▶ _Task to complete_
Retype only the lines at the head of the records, first through the one with "#[derive(Parser, Debug)]", exactly as written.

[Dataset entries]

◇ ◇ ◇ ◇ ◇ ◇ ◇

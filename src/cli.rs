//! Command-line argument parsing for snow-sheets.

use crate::config::{DEFAULT_CONFIG_FILE, PROFILE_ENV_VAR};
use clap::{Parser, Subcommand};
use std::path::PathBuf;

/// Runs a configured list of Snowflake queries and loads each result into a Google Sheets tab.
#[derive(Parser, Debug)]
#[command(name = "snow-sheets")]
#[command(version, about, long_about = None)]
pub struct Cli {
    /// Config file path
    #[arg(long, value_name = "PATH", default_value = DEFAULT_CONFIG_FILE)]
    pub config: PathBuf,

    /// Profile to merge over the shared settings
    #[arg(short = 'p', long, value_name = "NAME", env = PROFILE_ENV_VAR)]
    pub profile: Option<String>,

    /// Write logs to this file instead of stderr
    #[arg(long, value_name = "PATH")]
    pub log_file: Option<PathBuf>,

    #[command(subcommand)]
    pub command: Option<Command>,
}

#[derive(Subcommand, Debug, Clone, PartialEq, Eq)]
pub enum Command {
    /// Run every configured query and write the results (default)
    Run,

    /// Print the contents of a worksheet, to check sheet access
    Peek {
        /// Tab to read
        #[arg(short, long, value_name = "NAME")]
        worksheet: String,

        /// A1 range within the tab
        #[arg(short, long, value_name = "A1")]
        range: Option<String>,

        /// Treat the first row as data rather than column names
        #[arg(long)]
        no_header: bool,
    },
}

impl Cli {
    /// Parses command-line arguments.
    pub fn parse_args() -> Self {
        Self::parse()
    }

    /// The command to execute; `run` when none is given.
    pub fn command(&self) -> Command {
        self.command.clone().unwrap_or(Command::Run)
    }
}

#[cfg(test)]
mod tests {
    use super::*;

    #[test]
    fn test_defaults() {
        let cli = Cli::try_parse_from(["snow-sheets"]).unwrap();
        assert_eq!(cli.config, PathBuf::from("config.yaml"));
        assert!(cli.log_file.is_none());
        assert_eq!(cli.command(), Command::Run);
    }

    #[test]
    fn test_profile_flag() {
        let cli = Cli::try_parse_from(["snow-sheets", "--profile", "prod", "run"]).unwrap();
        assert_eq!(cli.profile.as_deref(), Some("prod"));
        assert_eq!(cli.command(), Command::Run);
    }

    #[test]
    fn test_config_and_log_file() {
        let cli = Cli::try_parse_from([
            "snow-sheets",
            "--config",
            "/etc/jobs/sales.yaml",
            "--log-file",
            "/tmp/run.log",
        ])
        .unwrap();
        assert_eq!(cli.config, PathBuf::from("/etc/jobs/sales.yaml"));
        assert_eq!(cli.log_file, Some(PathBuf::from("/tmp/run.log")));
    }

    #[test]
    fn test_peek() {
        let cli = Cli::try_parse_from([
            "snow-sheets",
            "peek",
            "--worksheet",
            "Sales",
            "--range",
            "A1:C10",
            "--no-header",
        ])
        .unwrap();
        assert_eq!(
            cli.command(),
            Command::Peek {
                worksheet: "Sales".to_string(),
                range: Some("A1:C10".to_string()),
                no_header: true,
            }
        );
    }

    #[test]
    fn test_peek_requires_worksheet() {
        assert!(Cli::try_parse_from(["snow-sheets", "peek"]).is_err());
    }
}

◇ ◇ ◇ ◇ ◇ ◇ ◇

▶ _Answer for the task_
filename src/cli.rs
//! Command-line argument parsing for snow-sheets.

use crate::config::{DEFAULT_CONFIG_FILE, PROFILE_ENV_VAR};
use clap::{Parser, Subcommand};
use std::path::PathBuf;

/// Runs a configured list of Snowflake queries and loads each result into a Google Sheets tab.
#[derive(Parser, Debug)]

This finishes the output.